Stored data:
##########
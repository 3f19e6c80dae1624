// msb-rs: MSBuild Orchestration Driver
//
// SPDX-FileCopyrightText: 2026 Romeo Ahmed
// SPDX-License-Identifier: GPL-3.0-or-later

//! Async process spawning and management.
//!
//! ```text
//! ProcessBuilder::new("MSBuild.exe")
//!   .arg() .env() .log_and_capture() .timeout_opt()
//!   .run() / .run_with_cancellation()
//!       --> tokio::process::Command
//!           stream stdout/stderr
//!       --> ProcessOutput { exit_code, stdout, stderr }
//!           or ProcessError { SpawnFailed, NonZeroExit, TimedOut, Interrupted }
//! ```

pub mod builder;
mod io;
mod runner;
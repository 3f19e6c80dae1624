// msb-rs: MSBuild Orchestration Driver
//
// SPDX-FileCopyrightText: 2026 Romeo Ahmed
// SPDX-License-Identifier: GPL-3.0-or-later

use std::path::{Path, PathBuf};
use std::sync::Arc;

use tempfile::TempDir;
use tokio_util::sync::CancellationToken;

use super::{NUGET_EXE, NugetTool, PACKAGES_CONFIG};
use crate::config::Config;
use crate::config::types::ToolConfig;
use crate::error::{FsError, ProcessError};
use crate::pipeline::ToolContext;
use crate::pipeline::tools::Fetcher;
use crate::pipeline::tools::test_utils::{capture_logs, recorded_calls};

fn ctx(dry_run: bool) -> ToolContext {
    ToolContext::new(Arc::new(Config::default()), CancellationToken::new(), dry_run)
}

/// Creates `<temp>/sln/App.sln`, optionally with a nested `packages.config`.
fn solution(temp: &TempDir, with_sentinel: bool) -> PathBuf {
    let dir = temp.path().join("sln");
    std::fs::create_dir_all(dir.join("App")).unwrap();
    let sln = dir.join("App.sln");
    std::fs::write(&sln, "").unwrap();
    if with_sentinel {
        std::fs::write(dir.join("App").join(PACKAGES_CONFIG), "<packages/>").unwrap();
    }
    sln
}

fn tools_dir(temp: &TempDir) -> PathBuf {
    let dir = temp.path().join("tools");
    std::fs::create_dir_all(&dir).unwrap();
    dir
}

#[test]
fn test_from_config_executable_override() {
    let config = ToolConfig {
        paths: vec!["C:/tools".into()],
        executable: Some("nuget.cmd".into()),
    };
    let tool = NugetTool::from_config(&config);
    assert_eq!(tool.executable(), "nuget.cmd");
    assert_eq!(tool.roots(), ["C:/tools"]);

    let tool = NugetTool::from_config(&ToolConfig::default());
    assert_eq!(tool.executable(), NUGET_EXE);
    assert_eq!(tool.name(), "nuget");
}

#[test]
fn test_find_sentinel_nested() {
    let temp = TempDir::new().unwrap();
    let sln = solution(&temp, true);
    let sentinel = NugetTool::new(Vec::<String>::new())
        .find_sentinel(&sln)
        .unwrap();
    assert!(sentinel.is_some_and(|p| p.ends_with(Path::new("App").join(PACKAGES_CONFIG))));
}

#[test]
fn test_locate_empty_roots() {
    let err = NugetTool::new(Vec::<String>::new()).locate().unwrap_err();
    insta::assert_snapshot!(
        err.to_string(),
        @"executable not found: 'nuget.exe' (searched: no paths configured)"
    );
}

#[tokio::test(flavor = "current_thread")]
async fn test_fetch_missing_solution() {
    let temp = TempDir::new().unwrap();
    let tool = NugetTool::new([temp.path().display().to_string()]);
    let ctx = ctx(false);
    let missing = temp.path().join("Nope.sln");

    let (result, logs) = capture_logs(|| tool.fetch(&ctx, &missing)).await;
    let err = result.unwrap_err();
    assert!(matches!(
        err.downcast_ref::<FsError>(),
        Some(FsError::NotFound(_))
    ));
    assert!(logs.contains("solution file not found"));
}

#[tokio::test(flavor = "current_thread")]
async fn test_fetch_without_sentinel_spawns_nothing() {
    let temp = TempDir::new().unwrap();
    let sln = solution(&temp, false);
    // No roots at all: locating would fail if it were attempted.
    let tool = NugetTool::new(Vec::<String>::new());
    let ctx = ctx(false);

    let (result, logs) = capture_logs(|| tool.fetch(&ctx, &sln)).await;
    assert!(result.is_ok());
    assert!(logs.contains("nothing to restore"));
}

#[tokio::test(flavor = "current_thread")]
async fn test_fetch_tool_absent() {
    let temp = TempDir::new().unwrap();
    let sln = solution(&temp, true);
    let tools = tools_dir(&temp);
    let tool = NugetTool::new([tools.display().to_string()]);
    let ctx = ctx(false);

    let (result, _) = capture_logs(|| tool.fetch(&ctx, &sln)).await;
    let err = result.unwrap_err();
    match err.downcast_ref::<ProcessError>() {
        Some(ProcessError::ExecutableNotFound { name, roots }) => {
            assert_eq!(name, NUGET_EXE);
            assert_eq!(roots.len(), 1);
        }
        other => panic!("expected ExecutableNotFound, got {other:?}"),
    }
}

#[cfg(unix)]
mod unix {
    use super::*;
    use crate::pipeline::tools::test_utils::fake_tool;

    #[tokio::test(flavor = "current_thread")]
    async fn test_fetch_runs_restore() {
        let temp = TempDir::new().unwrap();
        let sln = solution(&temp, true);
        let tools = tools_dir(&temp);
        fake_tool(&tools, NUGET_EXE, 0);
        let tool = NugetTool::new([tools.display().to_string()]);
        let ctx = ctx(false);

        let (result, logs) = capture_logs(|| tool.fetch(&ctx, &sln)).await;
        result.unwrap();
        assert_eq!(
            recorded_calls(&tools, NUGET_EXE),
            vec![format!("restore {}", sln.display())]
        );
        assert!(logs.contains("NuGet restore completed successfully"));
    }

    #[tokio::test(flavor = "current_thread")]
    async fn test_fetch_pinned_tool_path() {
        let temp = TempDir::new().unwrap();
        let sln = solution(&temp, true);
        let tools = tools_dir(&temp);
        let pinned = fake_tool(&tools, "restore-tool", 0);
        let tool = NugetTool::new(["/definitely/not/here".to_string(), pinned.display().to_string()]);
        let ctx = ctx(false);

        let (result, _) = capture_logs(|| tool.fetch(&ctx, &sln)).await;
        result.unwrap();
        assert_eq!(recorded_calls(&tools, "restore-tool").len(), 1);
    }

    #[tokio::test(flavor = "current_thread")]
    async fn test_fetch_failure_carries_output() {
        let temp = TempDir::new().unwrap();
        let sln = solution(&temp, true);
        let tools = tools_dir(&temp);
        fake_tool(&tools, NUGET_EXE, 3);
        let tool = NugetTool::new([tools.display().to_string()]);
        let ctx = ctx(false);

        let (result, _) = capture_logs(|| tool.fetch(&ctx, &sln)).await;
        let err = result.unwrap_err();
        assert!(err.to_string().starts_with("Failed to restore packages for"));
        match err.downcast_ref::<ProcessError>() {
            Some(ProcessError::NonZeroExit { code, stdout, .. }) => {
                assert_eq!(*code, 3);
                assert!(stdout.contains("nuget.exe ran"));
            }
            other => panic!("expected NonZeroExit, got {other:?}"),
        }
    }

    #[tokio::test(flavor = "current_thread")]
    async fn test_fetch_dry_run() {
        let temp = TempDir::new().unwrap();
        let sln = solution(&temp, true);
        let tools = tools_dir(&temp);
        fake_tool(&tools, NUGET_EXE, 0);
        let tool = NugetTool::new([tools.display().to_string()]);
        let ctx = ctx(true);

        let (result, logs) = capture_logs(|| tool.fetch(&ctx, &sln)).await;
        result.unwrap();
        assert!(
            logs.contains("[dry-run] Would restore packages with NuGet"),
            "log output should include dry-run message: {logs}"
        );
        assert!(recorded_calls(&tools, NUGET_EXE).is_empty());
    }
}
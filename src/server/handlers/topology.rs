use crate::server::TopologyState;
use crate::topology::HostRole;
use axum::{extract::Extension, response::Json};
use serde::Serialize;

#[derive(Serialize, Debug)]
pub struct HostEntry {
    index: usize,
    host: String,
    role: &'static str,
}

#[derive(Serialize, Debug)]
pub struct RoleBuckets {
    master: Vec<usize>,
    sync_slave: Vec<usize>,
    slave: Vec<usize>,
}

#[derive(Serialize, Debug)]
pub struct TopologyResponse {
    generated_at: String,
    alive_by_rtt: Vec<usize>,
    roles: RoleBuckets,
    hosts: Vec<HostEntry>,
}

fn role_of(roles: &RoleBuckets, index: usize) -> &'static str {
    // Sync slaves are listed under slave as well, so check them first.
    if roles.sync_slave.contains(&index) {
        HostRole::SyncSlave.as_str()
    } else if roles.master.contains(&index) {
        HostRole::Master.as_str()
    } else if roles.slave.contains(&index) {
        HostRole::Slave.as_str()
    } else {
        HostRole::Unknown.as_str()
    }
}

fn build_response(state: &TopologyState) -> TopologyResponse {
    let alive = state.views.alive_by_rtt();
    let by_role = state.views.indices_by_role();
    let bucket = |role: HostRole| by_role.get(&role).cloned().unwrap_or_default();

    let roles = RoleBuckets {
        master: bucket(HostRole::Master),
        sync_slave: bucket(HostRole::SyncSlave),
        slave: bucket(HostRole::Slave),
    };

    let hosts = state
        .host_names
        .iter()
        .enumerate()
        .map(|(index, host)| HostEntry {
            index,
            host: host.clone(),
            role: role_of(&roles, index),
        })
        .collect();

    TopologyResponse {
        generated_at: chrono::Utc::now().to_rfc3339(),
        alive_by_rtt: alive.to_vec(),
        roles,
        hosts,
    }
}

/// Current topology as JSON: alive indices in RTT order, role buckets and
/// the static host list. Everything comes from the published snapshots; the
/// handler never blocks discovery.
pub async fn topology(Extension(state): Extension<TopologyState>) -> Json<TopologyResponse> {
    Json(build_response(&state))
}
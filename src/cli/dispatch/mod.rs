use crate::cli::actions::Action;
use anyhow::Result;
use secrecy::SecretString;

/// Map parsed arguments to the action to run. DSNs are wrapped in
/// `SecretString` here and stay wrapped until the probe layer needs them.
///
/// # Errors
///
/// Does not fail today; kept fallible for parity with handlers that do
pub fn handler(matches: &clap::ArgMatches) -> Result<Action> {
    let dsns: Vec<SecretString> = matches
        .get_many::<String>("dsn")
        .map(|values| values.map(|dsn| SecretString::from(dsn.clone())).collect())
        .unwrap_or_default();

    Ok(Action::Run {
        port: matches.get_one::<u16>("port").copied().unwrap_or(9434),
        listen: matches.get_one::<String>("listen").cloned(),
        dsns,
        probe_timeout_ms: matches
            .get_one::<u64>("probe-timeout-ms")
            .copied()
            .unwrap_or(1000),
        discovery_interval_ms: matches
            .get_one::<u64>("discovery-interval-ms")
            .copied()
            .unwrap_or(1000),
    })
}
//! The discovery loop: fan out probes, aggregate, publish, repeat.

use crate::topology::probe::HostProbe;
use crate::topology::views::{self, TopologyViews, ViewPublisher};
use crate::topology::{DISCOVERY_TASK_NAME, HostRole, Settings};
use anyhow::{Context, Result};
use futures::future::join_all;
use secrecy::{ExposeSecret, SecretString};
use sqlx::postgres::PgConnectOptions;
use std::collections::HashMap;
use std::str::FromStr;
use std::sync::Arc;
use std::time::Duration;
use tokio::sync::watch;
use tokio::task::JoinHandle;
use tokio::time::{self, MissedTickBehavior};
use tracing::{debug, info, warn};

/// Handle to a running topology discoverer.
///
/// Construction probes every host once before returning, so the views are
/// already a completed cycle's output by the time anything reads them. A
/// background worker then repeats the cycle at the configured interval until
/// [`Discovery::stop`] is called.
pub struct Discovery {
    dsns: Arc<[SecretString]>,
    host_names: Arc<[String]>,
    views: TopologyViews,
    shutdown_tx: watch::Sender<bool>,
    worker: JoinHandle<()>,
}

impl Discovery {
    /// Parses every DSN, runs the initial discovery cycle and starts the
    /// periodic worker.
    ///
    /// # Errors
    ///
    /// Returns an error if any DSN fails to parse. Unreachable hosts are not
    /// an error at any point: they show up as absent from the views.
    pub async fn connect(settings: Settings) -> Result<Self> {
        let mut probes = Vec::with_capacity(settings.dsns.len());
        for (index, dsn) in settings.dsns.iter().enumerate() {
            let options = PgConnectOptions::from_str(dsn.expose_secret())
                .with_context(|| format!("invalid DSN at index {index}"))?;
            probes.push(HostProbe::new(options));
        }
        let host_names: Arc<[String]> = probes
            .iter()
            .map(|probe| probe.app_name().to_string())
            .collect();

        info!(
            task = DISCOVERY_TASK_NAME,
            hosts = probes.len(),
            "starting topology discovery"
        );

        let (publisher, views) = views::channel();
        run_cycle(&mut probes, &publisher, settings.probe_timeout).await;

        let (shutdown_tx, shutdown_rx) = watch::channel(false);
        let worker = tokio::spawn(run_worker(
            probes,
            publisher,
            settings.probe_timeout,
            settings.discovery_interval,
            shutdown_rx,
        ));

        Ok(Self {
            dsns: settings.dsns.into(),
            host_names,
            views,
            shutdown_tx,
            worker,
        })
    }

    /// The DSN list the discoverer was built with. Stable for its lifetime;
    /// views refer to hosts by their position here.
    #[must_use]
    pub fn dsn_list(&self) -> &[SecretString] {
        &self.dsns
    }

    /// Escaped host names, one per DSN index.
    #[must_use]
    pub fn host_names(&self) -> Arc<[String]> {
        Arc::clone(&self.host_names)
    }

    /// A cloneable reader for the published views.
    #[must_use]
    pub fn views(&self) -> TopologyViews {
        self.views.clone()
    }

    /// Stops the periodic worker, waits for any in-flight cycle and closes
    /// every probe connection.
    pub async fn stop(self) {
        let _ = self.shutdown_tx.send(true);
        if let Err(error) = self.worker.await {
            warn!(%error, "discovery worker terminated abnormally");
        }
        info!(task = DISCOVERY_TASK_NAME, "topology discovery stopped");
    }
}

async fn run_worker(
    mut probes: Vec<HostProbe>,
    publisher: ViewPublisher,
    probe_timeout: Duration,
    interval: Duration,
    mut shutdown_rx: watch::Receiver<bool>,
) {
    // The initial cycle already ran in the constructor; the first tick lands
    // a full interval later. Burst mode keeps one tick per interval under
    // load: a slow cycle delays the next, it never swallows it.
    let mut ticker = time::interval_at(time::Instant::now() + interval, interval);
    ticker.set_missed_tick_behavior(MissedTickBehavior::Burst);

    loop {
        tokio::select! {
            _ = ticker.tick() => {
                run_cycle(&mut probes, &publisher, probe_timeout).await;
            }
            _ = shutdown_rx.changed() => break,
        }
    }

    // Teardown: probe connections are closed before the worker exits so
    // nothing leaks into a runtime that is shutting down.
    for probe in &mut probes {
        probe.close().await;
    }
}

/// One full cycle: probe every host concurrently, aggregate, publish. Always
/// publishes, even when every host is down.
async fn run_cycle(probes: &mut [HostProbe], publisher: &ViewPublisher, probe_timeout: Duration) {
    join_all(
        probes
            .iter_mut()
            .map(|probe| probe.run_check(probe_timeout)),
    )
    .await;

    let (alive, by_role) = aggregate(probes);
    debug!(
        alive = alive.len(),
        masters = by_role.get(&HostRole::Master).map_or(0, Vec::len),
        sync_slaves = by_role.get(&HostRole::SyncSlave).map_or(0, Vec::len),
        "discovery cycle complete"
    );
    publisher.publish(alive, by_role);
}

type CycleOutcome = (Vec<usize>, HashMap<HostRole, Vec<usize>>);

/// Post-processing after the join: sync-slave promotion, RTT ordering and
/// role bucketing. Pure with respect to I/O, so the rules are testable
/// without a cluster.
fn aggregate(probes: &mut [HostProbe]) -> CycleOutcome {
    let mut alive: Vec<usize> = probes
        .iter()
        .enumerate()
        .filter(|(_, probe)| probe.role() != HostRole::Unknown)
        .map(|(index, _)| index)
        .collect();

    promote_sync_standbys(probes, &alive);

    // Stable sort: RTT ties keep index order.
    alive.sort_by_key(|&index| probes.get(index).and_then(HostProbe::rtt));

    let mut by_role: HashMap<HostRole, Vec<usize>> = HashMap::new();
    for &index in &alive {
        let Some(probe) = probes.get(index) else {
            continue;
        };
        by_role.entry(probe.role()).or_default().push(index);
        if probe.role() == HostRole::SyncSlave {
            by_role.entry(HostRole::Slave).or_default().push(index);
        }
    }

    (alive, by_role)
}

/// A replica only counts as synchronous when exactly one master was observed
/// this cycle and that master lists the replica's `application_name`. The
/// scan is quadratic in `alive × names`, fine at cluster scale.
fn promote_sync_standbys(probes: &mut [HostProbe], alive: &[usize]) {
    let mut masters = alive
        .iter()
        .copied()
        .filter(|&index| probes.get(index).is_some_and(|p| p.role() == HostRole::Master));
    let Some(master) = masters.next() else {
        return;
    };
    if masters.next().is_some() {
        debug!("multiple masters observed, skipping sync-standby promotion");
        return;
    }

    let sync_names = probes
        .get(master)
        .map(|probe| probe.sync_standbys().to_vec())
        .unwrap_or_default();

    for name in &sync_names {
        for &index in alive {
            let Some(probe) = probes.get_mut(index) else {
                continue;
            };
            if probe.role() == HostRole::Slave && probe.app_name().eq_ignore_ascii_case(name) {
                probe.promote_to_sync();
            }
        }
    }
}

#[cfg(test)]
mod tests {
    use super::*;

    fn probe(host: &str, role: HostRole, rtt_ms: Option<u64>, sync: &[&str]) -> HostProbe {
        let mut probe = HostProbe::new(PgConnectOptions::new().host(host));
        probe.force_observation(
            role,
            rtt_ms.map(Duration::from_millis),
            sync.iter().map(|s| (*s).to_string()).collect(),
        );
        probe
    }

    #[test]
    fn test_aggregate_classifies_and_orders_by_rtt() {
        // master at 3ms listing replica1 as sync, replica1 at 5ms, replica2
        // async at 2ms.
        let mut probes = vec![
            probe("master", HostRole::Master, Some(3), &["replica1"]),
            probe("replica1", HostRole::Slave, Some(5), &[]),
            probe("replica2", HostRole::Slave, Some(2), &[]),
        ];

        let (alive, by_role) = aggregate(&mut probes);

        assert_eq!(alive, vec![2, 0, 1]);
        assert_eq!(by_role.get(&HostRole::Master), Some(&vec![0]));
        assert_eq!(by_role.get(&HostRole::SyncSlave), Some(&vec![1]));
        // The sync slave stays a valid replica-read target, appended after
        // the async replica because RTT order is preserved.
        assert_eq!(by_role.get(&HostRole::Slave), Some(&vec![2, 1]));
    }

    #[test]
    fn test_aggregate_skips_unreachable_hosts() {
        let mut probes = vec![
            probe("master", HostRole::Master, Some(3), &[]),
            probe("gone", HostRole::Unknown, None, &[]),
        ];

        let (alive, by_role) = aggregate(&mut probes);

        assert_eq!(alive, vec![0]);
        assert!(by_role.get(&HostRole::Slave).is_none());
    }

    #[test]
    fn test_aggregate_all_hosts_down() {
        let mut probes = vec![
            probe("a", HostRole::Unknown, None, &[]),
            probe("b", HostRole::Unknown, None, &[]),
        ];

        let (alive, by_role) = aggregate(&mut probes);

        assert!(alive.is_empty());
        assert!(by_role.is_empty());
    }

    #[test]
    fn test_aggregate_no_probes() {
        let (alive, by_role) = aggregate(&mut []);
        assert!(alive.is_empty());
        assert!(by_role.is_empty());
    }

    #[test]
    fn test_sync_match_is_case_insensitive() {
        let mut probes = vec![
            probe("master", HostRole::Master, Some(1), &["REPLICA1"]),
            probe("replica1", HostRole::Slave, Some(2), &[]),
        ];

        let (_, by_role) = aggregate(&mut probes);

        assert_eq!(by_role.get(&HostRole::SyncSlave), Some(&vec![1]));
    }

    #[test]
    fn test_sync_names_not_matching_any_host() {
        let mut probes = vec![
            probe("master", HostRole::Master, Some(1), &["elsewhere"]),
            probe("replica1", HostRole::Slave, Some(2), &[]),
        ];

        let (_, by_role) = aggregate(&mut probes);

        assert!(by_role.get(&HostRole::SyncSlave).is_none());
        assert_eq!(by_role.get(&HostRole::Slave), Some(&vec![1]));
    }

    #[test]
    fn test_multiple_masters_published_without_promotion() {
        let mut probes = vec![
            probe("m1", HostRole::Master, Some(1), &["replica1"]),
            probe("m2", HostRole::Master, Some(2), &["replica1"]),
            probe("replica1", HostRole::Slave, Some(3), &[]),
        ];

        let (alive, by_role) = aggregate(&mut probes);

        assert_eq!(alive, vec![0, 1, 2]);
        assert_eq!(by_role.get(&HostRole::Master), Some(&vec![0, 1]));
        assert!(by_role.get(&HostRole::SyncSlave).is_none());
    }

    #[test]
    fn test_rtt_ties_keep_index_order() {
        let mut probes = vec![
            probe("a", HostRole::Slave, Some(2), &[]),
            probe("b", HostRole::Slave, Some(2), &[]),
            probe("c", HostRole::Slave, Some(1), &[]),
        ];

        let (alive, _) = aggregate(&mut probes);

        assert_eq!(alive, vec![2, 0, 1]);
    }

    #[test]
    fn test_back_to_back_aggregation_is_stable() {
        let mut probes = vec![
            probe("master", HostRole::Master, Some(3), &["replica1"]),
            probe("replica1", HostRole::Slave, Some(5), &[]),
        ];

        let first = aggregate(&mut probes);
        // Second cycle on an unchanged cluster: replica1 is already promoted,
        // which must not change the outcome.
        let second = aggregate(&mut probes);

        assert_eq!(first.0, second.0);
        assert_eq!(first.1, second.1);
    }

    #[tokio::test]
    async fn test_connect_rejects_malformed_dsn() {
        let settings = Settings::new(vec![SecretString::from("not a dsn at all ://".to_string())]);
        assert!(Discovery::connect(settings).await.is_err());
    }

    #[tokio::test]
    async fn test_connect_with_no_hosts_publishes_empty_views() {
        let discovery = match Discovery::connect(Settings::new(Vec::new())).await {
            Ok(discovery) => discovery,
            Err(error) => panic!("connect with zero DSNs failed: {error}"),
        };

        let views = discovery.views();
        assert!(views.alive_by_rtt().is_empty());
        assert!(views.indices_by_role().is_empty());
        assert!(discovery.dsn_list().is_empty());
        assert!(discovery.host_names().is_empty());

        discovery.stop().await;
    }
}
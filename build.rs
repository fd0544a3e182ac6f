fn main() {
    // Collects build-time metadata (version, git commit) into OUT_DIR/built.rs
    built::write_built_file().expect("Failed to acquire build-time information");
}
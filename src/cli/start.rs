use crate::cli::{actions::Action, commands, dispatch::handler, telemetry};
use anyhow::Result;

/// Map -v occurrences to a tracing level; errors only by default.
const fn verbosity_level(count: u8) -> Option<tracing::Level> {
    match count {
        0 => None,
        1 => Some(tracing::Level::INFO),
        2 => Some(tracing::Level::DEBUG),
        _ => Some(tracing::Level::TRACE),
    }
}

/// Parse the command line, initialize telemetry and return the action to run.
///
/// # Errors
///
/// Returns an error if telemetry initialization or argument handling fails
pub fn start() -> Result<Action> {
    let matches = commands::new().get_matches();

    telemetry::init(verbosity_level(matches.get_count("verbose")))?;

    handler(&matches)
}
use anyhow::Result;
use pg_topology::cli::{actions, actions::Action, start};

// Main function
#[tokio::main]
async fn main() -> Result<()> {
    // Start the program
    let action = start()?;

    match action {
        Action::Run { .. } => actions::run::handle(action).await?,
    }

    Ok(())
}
##########
### What to work on
When a line of the records includes "commands", that line belongs in the answer.

### Response area
use crate::cli::{actions::Action, commands, dispatch::handler, telemetry};
    let matches = commands::new().get_matches();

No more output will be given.